True silence is our search for God ... a suspension bridge that a soul in love with God builds across the dark, frightening gullies of its own mind, the strange chasms of temptations, the depthless precipices of its own fears that impede its way to God.
True silence is the speech of lovers. For only love knows its beauty, completeness, and utter joy. True silence is a garden enclosed, where alone the soul can meet its God.
~ from CELTIC NIGHT PRAYER by the Northumbria Community with thanks to Roger S. Smith
Too easily are we inclined to
imagine that God created this
world for a purpose.
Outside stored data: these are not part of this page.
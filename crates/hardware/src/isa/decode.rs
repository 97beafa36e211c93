//! Immediate reassembly for the RISC-V instruction formats.
//!
//! Each format scatters its immediate across the word differently; B-type and
//! J-type interleave bits so that the sign always lives in bit 31. The helpers
//! here gather the pieces back into place and sign-extend to 64 bits with an
//! arithmetic shift.

/// Width of a value processed by [`sign_extend`].
const VALUE_WIDTH: u32 = 64;

/// Bit shift for the I-type immediate (bits 20-31).
///
/// I-Type format: `imm[11:0] | rs1 | funct3 | rd | opcode`
const I_IMM_SHIFT: u32 = 20;

/// Number of bits in an I-type or S-type immediate.
const IS_IMM_BITS: u32 = 12;

/// S-Type format: `imm[11:5] | rs2 | rs1 | funct3 | imm[4:0] | opcode`
const S_IMM_LOW_SHIFT: u32 = 7;
const S_IMM_LOW_MASK: u32 = 0x1F;
const S_IMM_HIGH_SHIFT: u32 = 25;
const S_IMM_HIGH_MASK: u32 = 0x7F;
const S_IMM_HIGH_POS: u32 = 5;

/// B-Type format: `imm[12] | imm[10:5] | rs2 | rs1 | funct3 | imm[4:1] | imm[11] | opcode`
const B_IMM_BITS: u32 = 13;
const B_IMM_11_SHIFT: u32 = 7;
const B_IMM_4_1_SHIFT: u32 = 8;
const B_IMM_4_1_MASK: u32 = 0xF;
const B_IMM_10_5_SHIFT: u32 = 25;
const B_IMM_10_5_MASK: u32 = 0x3F;
const B_IMM_12_SHIFT: u32 = 31;

/// U-Type format: `imm[31:12] | rd | opcode`
const U_IMM_MASK: u32 = 0xFFFF_F000;

/// J-Type format: `imm[20] | imm[10:1] | imm[11] | imm[19:12] | rd | opcode`
const J_IMM_BITS: u32 = 21;
const J_IMM_19_12_SHIFT: u32 = 12;
const J_IMM_19_12_MASK: u32 = 0xFF;
const J_IMM_11_SHIFT: u32 = 20;
const J_IMM_10_1_SHIFT: u32 = 21;
const J_IMM_10_1_MASK: u32 = 0x3FF;
const J_IMM_20_SHIFT: u32 = 31;

/// Sign-extends the low `bits` bits of `val` to a 64-bit signed integer.
///
/// Bits above `bits` in the input are ignored. `bits` must be in `1..=64`.
///
/// ```
/// use rv64emu_core::isa::decode::sign_extend;
///
/// assert_eq!(sign_extend(0x800, 12) as u64, 0xFFFF_FFFF_FFFF_F800);
/// assert_eq!(sign_extend(0x7FF, 12), 0x7FF);
/// ```
#[inline(always)]
pub const fn sign_extend(val: u64, bits: u32) -> i64 {
    let shift = VALUE_WIDTH - bits;
    ((val << shift) as i64) >> shift
}

/// Decodes the I-type immediate (loads, JALR, OP-IMM).
#[inline(always)]
pub const fn imm_i(inst: u32) -> i64 {
    sign_extend((inst >> I_IMM_SHIFT) as u64, IS_IMM_BITS)
}

/// Decodes the S-type immediate (stores).
#[inline(always)]
pub const fn imm_s(inst: u32) -> i64 {
    let low = (inst >> S_IMM_LOW_SHIFT) & S_IMM_LOW_MASK;
    let high = (inst >> S_IMM_HIGH_SHIFT) & S_IMM_HIGH_MASK;
    sign_extend(((high << S_IMM_HIGH_POS) | low) as u64, IS_IMM_BITS)
}

/// Decodes the B-type immediate (conditional branches). Bit 0 is always zero.
#[inline(always)]
pub const fn imm_b(inst: u32) -> i64 {
    let bit_11 = (inst >> B_IMM_11_SHIFT) & 1;
    let bits_4_1 = (inst >> B_IMM_4_1_SHIFT) & B_IMM_4_1_MASK;
    let bits_10_5 = (inst >> B_IMM_10_5_SHIFT) & B_IMM_10_5_MASK;
    let bit_12 = (inst >> B_IMM_12_SHIFT) & 1;

    let combined = (bit_12 << 12) | (bit_11 << 11) | (bits_10_5 << 5) | (bits_4_1 << 1);
    sign_extend(combined as u64, B_IMM_BITS)
}

/// Decodes the U-type immediate (LUI, AUIPC) as the sign-extended upper 20 bits.
#[inline(always)]
pub const fn imm_u(inst: u32) -> i64 {
    (inst & U_IMM_MASK) as i32 as i64
}

/// Decodes the J-type immediate (JAL). Bit 0 is always zero.
#[inline(always)]
pub const fn imm_j(inst: u32) -> i64 {
    let bits_19_12 = (inst >> J_IMM_19_12_SHIFT) & J_IMM_19_12_MASK;
    let bit_11 = (inst >> J_IMM_11_SHIFT) & 1;
    let bits_10_1 = (inst >> J_IMM_10_1_SHIFT) & J_IMM_10_1_MASK;
    let bit_20 = (inst >> J_IMM_20_SHIFT) & 1;

    let combined = (bit_20 << 20) | (bits_19_12 << 12) | (bit_11 << 11) | (bits_10_1 << 1);
    sign_extend(combined as u64, J_IMM_BITS)
}
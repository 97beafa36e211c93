//! ALU shift operations.
//!
//! The shift amount is masked to 6 bits for 64-bit shifts and to 5 bits for
//! the `W` forms. Word results are sign-extended from bit 31, so `SRLW` of a
//! value with bit 31 set after the shift still yields a negative register.

use super::width::OperandWidth;

/// Shift left logical.
#[inline]
pub fn sll<W: OperandWidth>(a: u64, shamt: u64) -> u64 {
    let sh = shamt as u32 & W::SHAMT_MASK;
    W::sext(a << sh)
}

/// Shift right logical. Zeroes enter from bit `BITS - 1`.
#[inline]
pub fn srl<W: OperandWidth>(a: u64, shamt: u64) -> u64 {
    let sh = shamt as u32 & W::SHAMT_MASK;
    W::sext(W::zext(a) >> sh)
}

/// Shift right arithmetic. Copies of bit `BITS - 1` enter from the top.
#[inline]
pub fn sra<W: OperandWidth>(a: u64, shamt: u64) -> u64 {
    let sh = shamt as u32 & W::SHAMT_MASK;
    W::sext((W::signed(a) >> sh) as u64)
}
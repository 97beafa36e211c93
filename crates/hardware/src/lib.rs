//! RISC-V RV64 interpretive emulator library.
//!
//! This crate implements a single-hart RV64IMA interpreter with the following:
//! 1. **ISA:** Field extraction, immediates, and a table that classifies every
//!    32-bit encoding into an instruction identity and its handler.
//! 2. **Core:** The CPU context (registers, PC, LR/SC reservations), the
//!    fetch-decode-execute step, and the instruction semantics.
//! 3. **SoC:** Bus, RAM, and the UART and SysCon MMIO devices.
//! 4. **Simulation:** Image loading, the run loop, configuration, and statistics.

/// Common types and constants (widths, traps, host errors).
pub mod common;
/// Simulator configuration (JSON-deserializable, fully defaulted).
pub mod config;
/// CPU core (context, execution step, semantics, functional units).
pub mod core;
/// Instruction set (fields, immediates, identities, decode table, disassembly).
pub mod isa;
/// Image loader and run loop.
pub mod sim;
/// System-on-chip (builder, bus, devices, memory, traits).
pub mod soc;
/// Simulation statistics collection and reporting.
pub mod stats;

/// Root configuration type; use `Config::default()` or deserialize from JSON.
pub use crate::config::Config;
/// Processor context of one hart.
pub use crate::core::Cpu;
/// Loader plus run loop around a `Cpu`.
pub use crate::sim::Simulator;
/// Top-level system (bus, RAM, devices); construct with `System::new`.
pub use crate::soc::System;
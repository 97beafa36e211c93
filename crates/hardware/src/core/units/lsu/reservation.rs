//! Load-reserved / store-conditional reservation tracking.
//!
//! A hart holds at most one reservation, the `(address, width)` pair placed
//! by its most recent `lr.w`/`lr.d`. Every store-conditional releases it,
//! and any store whose bytes overlap it invalidates it.

use tracing::debug;

use crate::common::MemWidth;

/// A single load-reserved address.
#[derive(Clone, Copy, Debug, PartialEq, Eq)]
pub struct Reservation {
    /// Reserved address, aligned to `width`.
    pub addr: u64,
    /// Width of the `lr` that placed it.
    pub width: MemWidth,
}

impl Reservation {
    const fn end(self) -> u64 {
        self.addr.wrapping_add(self.width.bytes())
    }

    const fn overlaps(self, addr: u64, width: MemWidth) -> bool {
        addr < self.end() && self.addr < addr.wrapping_add(width.bytes())
    }
}

/// The hart's load-reserved state.
#[derive(Clone, Debug, Default)]
pub struct ReservationSet {
    current: Option<Reservation>,
}

impl ReservationSet {
    /// Creates an empty reservation set.
    pub const fn new() -> Self {
        Self { current: None }
    }

    /// Places a reservation, replacing whatever the hart held before.
    pub fn reserve(&mut self, addr: u64, width: MemWidth) {
        if let Some(old) = self.current.replace(Reservation { addr, width }) {
            debug!("reservation at {:#x} superseded", old.addr);
        }
        debug!(%width, "reservation placed at {addr:#x}");
    }

    /// Releases the reservation for a store-conditional to `addr`.
    ///
    /// Returns `true` (store-conditional succeeds) only if the held
    /// reservation has this address and width. The set is empty afterwards
    /// in every case.
    pub fn take(&mut self, addr: u64, width: MemWidth) -> bool {
        let hit = self
            .current
            .take()
            .is_some_and(|r| r.addr == addr && r.width == width);
        debug!(%width, hit, "reservation consumed at {addr:#x}");
        hit
    }

    /// Drops the reservation if it overlaps the bytes `[addr, addr + width)`.
    pub fn invalidate(&mut self, addr: u64, width: MemWidth) {
        if self.current.is_some_and(|r| r.overlaps(addr, width)) {
            self.current = None;
            debug!(%width, "store to {addr:#x} invalidated the reservation");
        }
    }

    /// Drops the reservation (trap taken, context switch).
    pub const fn clear(&mut self) {
        self.current = None;
    }

    /// The reservation currently held, if any.
    pub const fn current(&self) -> Option<Reservation> {
        self.current
    }

    /// Returns `true` if `addr` is currently reserved at any width.
    pub fn is_reserved(&self, addr: u64) -> bool {
        self.current.is_some_and(|r| r.addr == addr)
    }

    /// Returns `true` when nothing is reserved.
    pub const fn is_empty(&self) -> bool {
        self.current.is_none()
    }
}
We are so
caught up in purpose that we
would feel more comfortable if
God shared our preoccupation
with work. But God plays. The
birds in a single tree are
sufficient proof that God did not
set out with a divine
no-nonsense attitude to make a
creature that would perfectly
achieve the purpose of a bird.
What could that purpose be I
wonder? There are titmice,
juncos, and chickadees; woodpeckers, gold finches, starlings and crows. The only bird
God never created is the no-nonsense bird. As we open our eyes and hearts to God's
creation, we quickly perceive that God is playful, a God of leisure.
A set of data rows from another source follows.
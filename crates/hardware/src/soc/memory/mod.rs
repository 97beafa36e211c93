//! Physical System Memory (DRAM).
//!
//! This module implements the main system memory device. It provides:
//! 1. **Buffer:** Backing storage (`DramBuffer`) for RAM contents.
//! 2. **Memory:** Device implementation that maps the buffer at a physical base address.

/// DRAM buffer implementation (mmap or heap) for raw byte storage.
pub mod buffer;

use std::io;

use self::buffer::DramBuffer;
use crate::common::MemWidth;
use crate::soc::traits::Device;

/// RAM mapped at a fixed physical base address. Accesses are little-endian.
#[derive(Debug)]
pub struct Memory {
    buffer: DramBuffer,
    base_addr: u64,
}

impl Memory {
    /// Allocates `size` bytes of zeroed RAM at `base_addr`.
    ///
    /// # Errors
    ///
    /// Propagates the host allocation failure from [`DramBuffer::new`].
    pub fn new(base_addr: u64, size: usize) -> io::Result<Self> {
        Ok(Self {
            buffer: DramBuffer::new(size)?,
            base_addr,
        })
    }

    /// Returns the RAM contents.
    pub fn as_slice(&self) -> &[u8] {
        self.buffer.as_slice()
    }
}

impl Device for Memory {
    fn name(&self) -> &str {
        "DRAM"
    }

    fn address_range(&self) -> (u64, u64) {
        (self.base_addr, self.buffer.len() as u64)
    }

    fn read(&mut self, offset: u64, width: MemWidth) -> u64 {
        let (start, n) = (offset as usize, width.bytes() as usize);
        let mut bytes = [0u8; 8];
        bytes[..n].copy_from_slice(&self.buffer.as_slice()[start..start + n]);
        u64::from_le_bytes(bytes)
    }

    fn write(&mut self, offset: u64, value: u64, width: MemWidth) {
        let (start, n) = (offset as usize, width.bytes() as usize);
        self.buffer.as_mut_slice()[start..start + n].copy_from_slice(&value.to_le_bytes()[..n]);
    }

    fn write_bytes(&mut self, offset: u64, data: &[u8]) {
        let start = offset as usize;
        self.buffer.as_mut_slice()[start..start + data.len()].copy_from_slice(data);
    }
}
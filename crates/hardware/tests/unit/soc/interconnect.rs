//! Bus routing against `mockall` devices.

use mockall::predicate::eq;
use pretty_assertions::assert_eq;
use rv64emu_core::common::{BusFault, MemWidth, SimError};
use rv64emu_core::config::UnmappedAccess;
use rv64emu_core::soc::Bus;

use crate::common::mocks::bus::MockDevice;

const BASE: u64 = 0x1000;
const SIZE: u64 = 0x100;

fn bus_with(policy: UnmappedAccess, dev: MockDevice) -> Bus {
    let mut bus = Bus::new(policy);
    bus.add_device(Box::new(dev)).expect("single device registers");
    bus
}

#[test]
fn reads_are_routed_with_device_offsets() {
    let mut dev = MockDevice::new("mock", BASE, SIZE);
    let _ = dev
        .port
        .expect_read()
        .with(eq(0x10), eq(MemWidth::Word))
        .times(1)
        .return_const(0xDEAD_BEEF_u64);
    let mut bus = bus_with(UnmappedAccess::Fault, dev);
    assert_eq!(bus.read(BASE + 0x10, MemWidth::Word), Ok(0xDEAD_BEEF));
}

#[test]
fn writes_are_masked_to_width() {
    let mut dev = MockDevice::new("mock", BASE, SIZE);
    let _ = dev
        .port
        .expect_write()
        .with(eq(0), eq(0xFF), eq(MemWidth::Byte))
        .times(1)
        .return_const(());
    let mut bus = bus_with(UnmappedAccess::Fault, dev);
    assert_eq!(bus.write(BASE, 0x1FF, MemWidth::Byte), Ok(()));
}

#[test]
fn access_straddling_window_end_is_unmapped() {
    let mut dev = MockDevice::new("mock", BASE, SIZE);
    let _ = dev.port.expect_read().never();
    let mut bus = bus_with(UnmappedAccess::Fault, dev);
    let addr = BASE + SIZE - 4;
    assert_eq!(
        bus.read(addr, MemWidth::Double),
        Err(BusFault { addr })
    );
}

#[test]
fn ignore_policy_reads_zero_and_drops_writes() {
    let mut dev = MockDevice::new("mock", BASE, SIZE);
    let _ = dev.port.expect_write().never();
    let mut bus = bus_with(UnmappedAccess::Ignore, dev);
    assert_eq!(bus.read(0x10, MemWidth::Double), Ok(0));
    assert_eq!(bus.write(0x10, 1, MemWidth::Double), Ok(()));
    assert_eq!(bus.policy(), UnmappedAccess::Ignore);
}

#[test]
fn fault_policy_reports_address() {
    let mut bus = Bus::new(UnmappedAccess::Fault);
    assert_eq!(bus.read(0x42, MemWidth::Byte), Err(BusFault { addr: 0x42 }));
    assert_eq!(
        bus.write(0x43, 0, MemWidth::Byte),
        Err(BusFault { addr: 0x43 })
    );
}

#[test]
fn each_device_receives_only_its_accesses() {
    let mut low = MockDevice::new("low", BASE, SIZE);
    let mut high = MockDevice::new("high", BASE + SIZE, SIZE);
    let _ = low.port.expect_read().times(2).return_const(1_u64);
    let _ = high
        .port
        .expect_read()
        .with(eq(0), eq(MemWidth::Half))
        .times(1)
        .return_const(2_u64);

    let mut bus = Bus::new(UnmappedAccess::Fault);
    bus.add_device(Box::new(high)).expect("high registers");
    bus.add_device(Box::new(low)).expect("low registers");

    assert_eq!(bus.device_names().collect::<Vec<_>>(), ["low", "high"]);
    assert_eq!(bus.read(BASE, MemWidth::Byte), Ok(1));
    assert_eq!(bus.read(BASE + SIZE, MemWidth::Half), Ok(2));
    assert_eq!(bus.read(BASE + SIZE - 1, MemWidth::Byte), Ok(1));
}

#[test]
fn overlapping_windows_are_rejected() {
    let mut bus = Bus::new(UnmappedAccess::Fault);
    bus.add_device(Box::new(MockDevice::new("first", BASE, SIZE)))
        .expect("first registers");
    let err = bus
        .add_device(Box::new(MockDevice::new("second", BASE + SIZE - 1, SIZE)))
        .expect_err("overlap must be rejected");
    assert!(matches!(
        err,
        SimError::DeviceOverlap { ref device, ref existing }
            if device == "second" && existing == "first"
    ));
    assert_eq!(bus.device_names().count(), 1);
}

#[test]
fn address_validity_follows_windows() {
    let bus = bus_with(UnmappedAccess::Fault, MockDevice::new("mock", BASE, SIZE));
    assert!(bus.is_valid_address(BASE));
    assert!(bus.is_valid_address(BASE + SIZE - 1));
    assert!(!bus.is_valid_address(BASE + SIZE));
    assert!(!bus.is_valid_address(BASE - 1));
}

#[test]
fn blobs_split_across_devices_are_written_bytewise() {
    let mut low = MockDevice::new("low", BASE, SIZE);
    let mut high = MockDevice::new("high", BASE + SIZE, SIZE);
    let _ = low
        .port
        .expect_write()
        .with(eq(SIZE - 1), eq(0xAA), eq(MemWidth::Byte))
        .times(1)
        .return_const(());
    let _ = high
        .port
        .expect_write()
        .with(eq(0), eq(0xBB), eq(MemWidth::Byte))
        .times(1)
        .return_const(());

    let mut bus = Bus::new(UnmappedAccess::Fault);
    bus.add_device(Box::new(low)).expect("low registers");
    bus.add_device(Box::new(high)).expect("high registers");
    assert_eq!(bus.load_binary_at(&[0xAA, 0xBB], BASE + SIZE - 1), Ok(()));
}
~ from GRATEFULNESS, THE HEART OF PRAYER by Br. David Steindl-Rast
Play needs no purpose. That is why play can go on and on as long as players find it meaningful. After all, we do not dance in order to get somewhere. We dance around and around. A piece of music doesn’t come to an end when its purpose is accomplished. It has no purpose, strictly speaking. It is the playful unfolding of a meaning that is there in each of its movements, in every theme, every passage: a celebration of meaning.
~ from GRATEFULNESS, THE HEART OF PRAYER by Br. David Steindl-Rast, as reprinted in AN ALMANAC FOR THE SOUL by Marv and Nancy Hiles
SILENCE and HOPE ... they belong together. Only in the silence of hope can we find our deepest communion. 'We are all one silence', says Thomas Merton, 'and a diversity of voices'. How can we keep our ears attuned to the silence of our common hope when the divergent voices of our hopes distract us? How can we tune in to their ultimate harmony, audible only to the ears of our heart? Only by being still. Only by nurturing in our heart a stillness that grows big enough to embrace even contradictory hopes, a stillness strong enough to go beyond all hopes in hope ... Hope brings us to the core of contemplative transformation: GLORY. Glory is seed and harvest to hope, its initial spark and its ultimate blaze.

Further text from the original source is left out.